In Integrative Seminar 2: Systems and Strategies, I learned about different research methods and how these methods will aid in my studies for the future. Ethnography allows me to obtain a contextual form of data and encourages me to immerse myself into the topic I am researching. Archives are useful for historical references as well as context. Academic sources are reliable, published readings that help inspire my own research and critical thinking. Within this course of Systems and Strategies, a prominent topic stood out to me and changed my perspective on everything I learned and will learn. The topic of power dynamics arose when the class began to explore archives and omissions within them. At the Center for Jewish History, we learned that taxonomies can be biased through the creation and curation of archives. This was especially enlightening to me and through the lens of systems and strategies, I began to question how systemic fallacies can affect the lives of people. This course also allowed me to be aware of my own privilege, to help understand my role in my research and understand my involvement in various systems. Everything is interconnected and it is the role of the researcher to explore the relationships that exist.
I chose to focus my final paper on social infrastructure and later, social capital, as a result of reading and watching Eric Klinenberg speak of the topic. The notion of human codependency interests me because of the state of politics in today’s society, especially in the United States. Communities will become more resilient if members work together and share trust. In a society so divided, it is important to research ways to better the community and our individual selves. My final research paper on Red Hook’s resiliency after Hurricane Sandy because I was inspired by my own community on Long Island and my own personal experience after the storm.
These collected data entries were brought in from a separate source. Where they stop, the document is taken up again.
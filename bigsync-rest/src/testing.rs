//! In-memory doubles for the HTTP transport and the reachability probe

use async_trait::async_trait;
use bytes::Bytes;
use serde_json::Value;
use std::collections::VecDeque;
use std::sync::Mutex;
use std::time::Duration;

use crate::errors::{RestError, Result};
use crate::method::Method;
use crate::probe::ReachabilityProbe;
use crate::transport::{HttpRequest, HttpResponse, HttpTransport};

type Reply = Result<HttpResponse>;

struct Route {
    method: Method,
    fragment: String,
    reply: Reply,
}

/// Records every request. Replies come from the one-shot queue first, then from the
/// most recently added matching route, then default to `200 {}`.
#[derive(Default)]
pub struct RecordingTransport {
    queue: Mutex<VecDeque<Reply>>,
    routes: Mutex<Vec<Route>>,
    requests: Mutex<Vec<HttpRequest>>,
}

impl RecordingTransport {
    pub fn new() -> Self {
        Self::default()
    }

    pub fn push(&self, status: u16, body: impl Into<Bytes>) {
        self.push_reply(Ok(HttpResponse::new(status, body)));
    }

    pub fn push_json(&self, status: u16, body: Value) {
        self.push(status, body.to_string());
    }

    pub fn push_error(&self, error: RestError) {
        self.push_reply(Err(error));
    }

    fn push_reply(&self, reply: Reply) {
        if let Ok(mut queue) = self.queue.lock() {
            queue.push_back(reply);
        }
    }

    /// Answer every `method` request whose URL contains `fragment`
    pub fn route(&self, method: Method, fragment: &str, status: u16, body: Value) {
        self.route_reply(method, fragment, Ok(HttpResponse::new(status, body.to_string())));
    }

    pub fn route_reply(&self, method: Method, fragment: &str, reply: Reply) {
        if let Ok(mut routes) = self.routes.lock() {
            routes.push(Route {
                method,
                fragment: fragment.to_string(),
                reply,
            });
        }
    }

    pub fn requests(&self) -> Vec<HttpRequest> {
        self.requests.lock().map(|r| r.clone()).unwrap_or_default()
    }

    pub fn request_count(&self) -> usize {
        self.requests.lock().map(|r| r.len()).unwrap_or(0)
    }

    pub fn count(&self, method: Method) -> usize {
        self.requests
            .lock()
            .map(|r| r.iter().filter(|req| req.method == method).count())
            .unwrap_or(0)
    }
}

#[async_trait]
impl HttpTransport for RecordingTransport {
    async fn send(&self, request: HttpRequest) -> Result<HttpResponse> {
        let queued = self.queue.lock().ok().and_then(|mut q| q.pop_front());
        let reply = match queued {
            Some(reply) => reply,
            None => self
                .routes
                .lock()
                .ok()
                .and_then(|routes| {
                    routes
                        .iter()
                        .rev()
                        .find(|r| r.method == request.method && request.url.contains(&r.fragment))
                        .map(|r| r.reply.clone())
                })
                .unwrap_or_else(|| Ok(HttpResponse::new(200, "{}"))),
        };
        if let Ok(mut requests) = self.requests.lock() {
            requests.push(request);
        }
        reply
    }
}

/// Probe with a fixed answer
#[derive(Debug, Clone, Copy)]
pub struct StaticProbe(pub bool);

#[async_trait]
impl ReachabilityProbe for StaticProbe {
    async fn is_reachable(&self, _host: &str, _port: u16, _timeout: Duration) -> bool {
        self.0
    }
}
pub use sea_orm_migration::prelude::*;

mod m20250601_000001_create_users_table;
mod m20250601_000002_create_projects_tables;
mod m20250601_000003_create_deliveries_table;
mod m20250601_000004_create_contracts_tables;
mod m20250601_000005_create_commerce_tables;
mod m20250601_000006_create_invoices_table;
mod m20250601_000007_create_ledger_tables;
mod m20250601_000008_create_webhook_logs_table;
mod m20250601_000009_add_indexes;

pub struct Migrator;

#[async_trait::async_trait]
impl MigratorTrait for Migrator {
    fn migrations() -> Vec<Box<dyn MigrationTrait>> {
        vec![
            Box::new(m20250601_000001_create_users_table::Migration),
            Box::new(m20250601_000002_create_projects_tables::Migration),
            Box::new(m20250601_000003_create_deliveries_table::Migration),
            Box::new(m20250601_000004_create_contracts_tables::Migration),
            Box::new(m20250601_000005_create_commerce_tables::Migration),
            Box::new(m20250601_000006_create_invoices_table::Migration),
            Box::new(m20250601_000007_create_ledger_tables::Migration),
            Box::new(m20250601_000008_create_webhook_logs_table::Migration),
            Box::new(m20250601_000009_add_indexes::Migration),
        ]
    }
}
Since January, my research approaches have become more holistic. I try to get information from a variety of sources to have a better understanding of my research topic, as in my final. Different perspectives help create context to a situation. Diversity aids in democracy because of the opinions and inputs from various people and sources. The main themes in my inspirational toolkit revolve around the topics of power dynamics, power imbalances, omissions, and exploring bias and privilege. These topics are some I would like to study further about in my academic career and are the parts of my toolkit I would like to share with others. I believe it’s important for everyone, especially in college and in The New School, to be aware of their own privileges. The role of a designer is to listen to the community they are serving. A designer should not be entirely focused on looking for solutions, rather, finding a response to the world and its environment. I am interested in the racial and socioeconomic inequalities that exist within the systems and institutions we are involved in. This class opened up a dialogue about becoming aware of inequalities and their effects on the marginalized.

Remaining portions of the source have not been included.